Most Helpful Customer Reviews

35 of 36 people found the following review helpful By Debel on 1 Aug. 2006
Format: DVD
I was really unsure about buying this film, as it seems that most of the reviews given are written by people who either loved the film, or hated it. However, I realised that this was the same with Azumi- one of my favourite films, and seeing as it was cheap, I bought `Versus' nevertheless. And I LOVED it.

The story is that two prisoners have escaped and are waiting for a getaway vehicle in the woods. However, when the getaway car arrives (Filled with really cool Yakuza) it also contains a woman, who, along with one of the prisoners, is the key to opening a portal in the forest. The forest they are in is known as `the forest of resurrection', because whoever dies there, comes back to life as a zombie. As the prisoner flees (the other prisoner is killed) with the woman into the woods, dead bodies that were dumped by the Yakuza come to `life' for some of the greatest and funniest action scenes I've seen in a long time. It turns out that the prisoner and woman are reincarnated people who are needed in some ritual to open the portal. (The problem with explaining all this is that none of the characters have names).
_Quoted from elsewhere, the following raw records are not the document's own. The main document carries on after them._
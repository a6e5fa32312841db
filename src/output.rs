//! Text rendering for values, evaluation traces and step descriptions.
//!
//! Values print as JSON with sorted object keys so descriptions and traces
//! are deterministic. Records print in their persisted `{"id", "values"}`
//! shape.
//!
//! # Examples
//!
//! ```
//! use pipeform::Value;
//! use pipeform::output::{to_json, to_json_pretty};
//!
//! let value = Value::Integer(42);
//! assert_eq!(to_json(&value), "42");
//! assert_eq!(to_json_pretty(&value), "42");
//! ```

use std::collections::HashMap;

use crate::evaluator::StepTrace;
use crate::value::{Record, Value};

pub struct JsonPrinter {
    pretty: bool,
}

impl JsonPrinter {
    pub fn new(pretty: bool) -> Self {
        JsonPrinter { pretty }
    }

    pub fn print(&self, value: &Value) -> String {
        self.print_value(value, 0)
    }

    fn print_value(&self, value: &Value, indent: usize) -> String {
        match value {
            Value::Null => "null".to_string(),
            Value::Boolean(b) => b.to_string(),
            Value::Integer(n) => n.to_string(),
            Value::Float(n) if n.is_finite() => n.to_string(),
            Value::Float(_) => "null".to_string(),
            Value::String(s) => format!("\"{}\"", self.escape_string(s)),
            Value::Array(arr) => self.print_array(arr, indent),
            Value::Object(obj) => {
                let entries: Vec<(&str, String)> = obj
                    .iter()
                    .map(|(k, v)| (k.as_str(), self.print_value(v, indent + 1)))
                    .collect();
                self.print_entries(entries, indent)
            }
            Value::Record(record) => self.print_record(record, indent),
        }
    }

    fn print_record(&self, record: &Record, indent: usize) -> String {
        let mut entries = vec![];
        if let Some(id) = &record.id {
            entries.push(("id", format!("\"{}\"", self.escape_string(id))));
        }
        entries.push(("values", self.print_fields(&record.fields, indent + 1)));
        self.print_entries(entries, indent)
    }

    fn print_fields(&self, fields: &HashMap<String, Value>, indent: usize) -> String {
        let entries: Vec<(&str, String)> = fields
            .iter()
            .map(|(k, v)| (k.as_str(), self.print_value(v, indent + 1)))
            .collect();
        self.print_entries(entries, indent)
    }

    fn print_array(&self, arr: &[Value], indent: usize) -> String {
        if arr.is_empty() {
            return "[]".to_string();
        }

        if self.pretty {
            let items: Vec<String> = arr
                .iter()
                .map(|v| {
                    format!(
                        "{}{}",
                        self.indent(indent + 1),
                        self.print_value(v, indent + 1)
                    )
                })
                .collect();
            format!("[\n{}\n{}]", items.join(",\n"), self.indent(indent))
        } else {
            let items: Vec<String> = arr.iter().map(|v| self.print_value(v, indent)).collect();
            format!("[{}]", items.join(","))
        }
    }

    /// Prints already-rendered entries, sorted by key.
    fn print_entries(&self, mut entries: Vec<(&str, String)>, indent: usize) -> String {
        if entries.is_empty() {
            return "{}".to_string();
        }
        entries.sort_by(|a, b| a.0.cmp(b.0));

        if self.pretty {
            let items: Vec<String> = entries
                .iter()
                .map(|(k, v)| format!("{}\"{}\": {}", self.indent(indent + 1), self.escape_string(k), v))
                .collect();
            format!("{{\n{}\n{}}}", items.join(",\n"), self.indent(indent))
        } else {
            let items: Vec<String> = entries
                .iter()
                .map(|(k, v)| format!("\"{}\":{}", self.escape_string(k), v))
                .collect();
            format!("{{{}}}", items.join(","))
        }
    }

    fn indent(&self, level: usize) -> String {
        "  ".repeat(level)
    }

    fn escape_string(&self, s: &str) -> String {
        s.chars()
            .flat_map(|c| match c {
                '"' => vec!['\\', '"'],
                '\\' => vec!['\\', '\\'],
                '\n' => vec!['\\', 'n'],
                '\r' => vec!['\\', 'r'],
                '\t' => vec!['\\', 't'],
                c if c.is_control() => format!("\\u{:04x}", c as u32).chars().collect(),
                c => vec![c],
            })
            .collect()
    }
}

/// Converts a Value to compact JSON text with sorted keys.
pub fn to_json(value: &Value) -> String {
    JsonPrinter::new(false).print(value)
}

/// Converts a Value to JSON text with 2-space indentation and sorted keys.
pub fn to_json_pretty(value: &Value) -> String {
    JsonPrinter::new(true).print(value)
}

/// One line per executed step: `1. DESIGNATE: null -> 10`.
pub fn format_trace(steps: &[StepTrace]) -> String {
    let mut out = String::new();
    for (i, step) in steps.iter().enumerate() {
        out.push_str(&format!(
            "{}. {}: {} -> {}",
            i + 1,
            step.operator,
            to_json(&step.input),
            to_json(&step.output)
        ));
        if let Some(error) = &step.error {
            out.push_str(&format!(" ({})", error));
        }
        if let Some(warning) = &step.warning {
            out.push_str(&format!(" [warning: {}]", warning));
        }
        out.push('\n');
    }
    out
}

#[cfg(test)]
mod tests {
    use super::*;

    #[test]
    fn record_prints_in_persisted_shape() {
        let record = Record::new("r1").with_field("b", Value::Integer(2)).with_field("a", "x");
        assert_eq!(
            to_json(&Value::Record(record)),
            r#"{"id":"r1","values":{"a":"x","b":2}}"#
        );
    }

    #[test]
    fn strings_are_escaped() {
        assert_eq!(to_json(&Value::from("a\"b\n")), r#""a\"b\n""#);
    }
}
use super::{FunctionContext, arg, flatten};
use crate::evaluator::EvalError;
use crate::value::Value;

/// IF(condition, then, else=null)
pub(super) fn if_fn(args: &[Value], _: &FunctionContext) -> Result<Value, EvalError> {
    if args.len() < 2 {
        return Err(EvalError::InvalidArgument(format!(
            "IF() expects at least 2 arguments, got {}",
            args.len()
        )));
    }
    let branch = if arg(args, 0).is_truthy() { 1 } else { 2 };
    Ok(arg(args, branch).clone())
}

pub(super) fn and(args: &[Value], _: &FunctionContext) -> Result<Value, EvalError> {
    Ok(Value::Boolean(flatten(args).into_iter().all(Value::is_truthy)))
}

pub(super) fn or(args: &[Value], _: &FunctionContext) -> Result<Value, EvalError> {
    Ok(Value::Boolean(flatten(args).into_iter().any(Value::is_truthy)))
}

pub(super) fn not(args: &[Value], _: &FunctionContext) -> Result<Value, EvalError> {
    Ok(Value::Boolean(!arg(args, 0).is_truthy()))
}

/// SWITCH(subject, candidate1, result1, ..., default?)
pub(super) fn switch(args: &[Value], _: &FunctionContext) -> Result<Value, EvalError> {
    let Some((subject, rest)) = args.split_first() else {
        return Ok(Value::Null);
    };

    let mut pairs = rest.chunks_exact(2);
    for pair in pairs.by_ref() {
        if subject.loose_eq(&pair[0]) {
            return Ok(pair[1].clone());
        }
    }
    Ok(pairs.remainder().first().cloned().unwrap_or(Value::Null))
}
use super::{FunctionContext, arg, flatten, int_arg};
use crate::evaluator::EvalError;
use crate::value::Value;

/// CONCATENATE(a, b, ...) - joins every argument's text, arrays included
pub(super) fn concatenate(args: &[Value], _: &FunctionContext) -> Result<Value, EvalError> {
    let joined: String = flatten(args).into_iter().map(Value::to_text).collect();
    Ok(Value::String(joined))
}

fn count_arg(args: &[Value], function: &str) -> Result<usize, EvalError> {
    let n = int_arg(args, 1, 1, function)?;
    usize::try_from(n).map_err(|_| {
        EvalError::InvalidArgument(format!("{}() count must not be negative", function))
    })
}

/// LEFT(text, count=1)
pub(super) fn left(args: &[Value], _: &FunctionContext) -> Result<Value, EvalError> {
    let n = count_arg(args, "LEFT")?;
    Ok(Value::String(arg(args, 0).to_text().chars().take(n).collect()))
}

/// RIGHT(text, count=1)
pub(super) fn right(args: &[Value], _: &FunctionContext) -> Result<Value, EvalError> {
    let n = count_arg(args, "RIGHT")?;
    let chars: Vec<char> = arg(args, 0).to_text().chars().collect();
    let start = chars.len().saturating_sub(n);
    Ok(Value::String(chars[start..].iter().collect()))
}

/// MID(text, start, count) - `start` is 1-based
pub(super) fn mid(args: &[Value], _: &FunctionContext) -> Result<Value, EvalError> {
    let start = int_arg(args, 1, 1, "MID")?.max(1) as usize;
    let count = int_arg(args, 2, i64::MAX, "MID")?;
    let count = usize::try_from(count).map_err(|_| {
        EvalError::InvalidArgument("MID() count must not be negative".to_string())
    })?;
    Ok(Value::String(
        arg(args, 0).to_text().chars().skip(start - 1).take(count).collect(),
    ))
}

/// LEN(text) - character count; arrays report their length
pub(super) fn len(args: &[Value], _: &FunctionContext) -> Result<Value, EvalError> {
    let n = match arg(args, 0) {
        Value::Array(items) => items.len(),
        other => other.to_text().chars().count(),
    };
    Ok(Value::Integer(n as i64))
}

pub(super) fn lower(args: &[Value], _: &FunctionContext) -> Result<Value, EvalError> {
    Ok(Value::String(arg(args, 0).to_text().to_lowercase()))
}

pub(super) fn upper(args: &[Value], _: &FunctionContext) -> Result<Value, EvalError> {
    Ok(Value::String(arg(args, 0).to_text().to_uppercase()))
}

pub(super) fn trim(args: &[Value], _: &FunctionContext) -> Result<Value, EvalError> {
    Ok(Value::String(arg(args, 0).to_text().trim().to_string()))
}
The characters are, in one word: cool. Tak Sakaguchi plays a great (and handsome) lead role as `the dark hero'- it's great to see a hero who isn't completely good. Hideo Sakaki is a great villain- strong and powerful. There are also Kenji Matsuda and Minoru Matsumoto who play the comical Yakuza who create a good few laughs. Kenji is particularly funny to watch when he has become a `hyper-zombie'- hilarious. Then, there are the two cops from which the prisoners escaped played by Shoichiro Masumoto and Yukihito Tanikado, who are entertaining as you watch them bumble about. I couldn't mention the word `cool' without talking about the character played by Yuichiro Arai.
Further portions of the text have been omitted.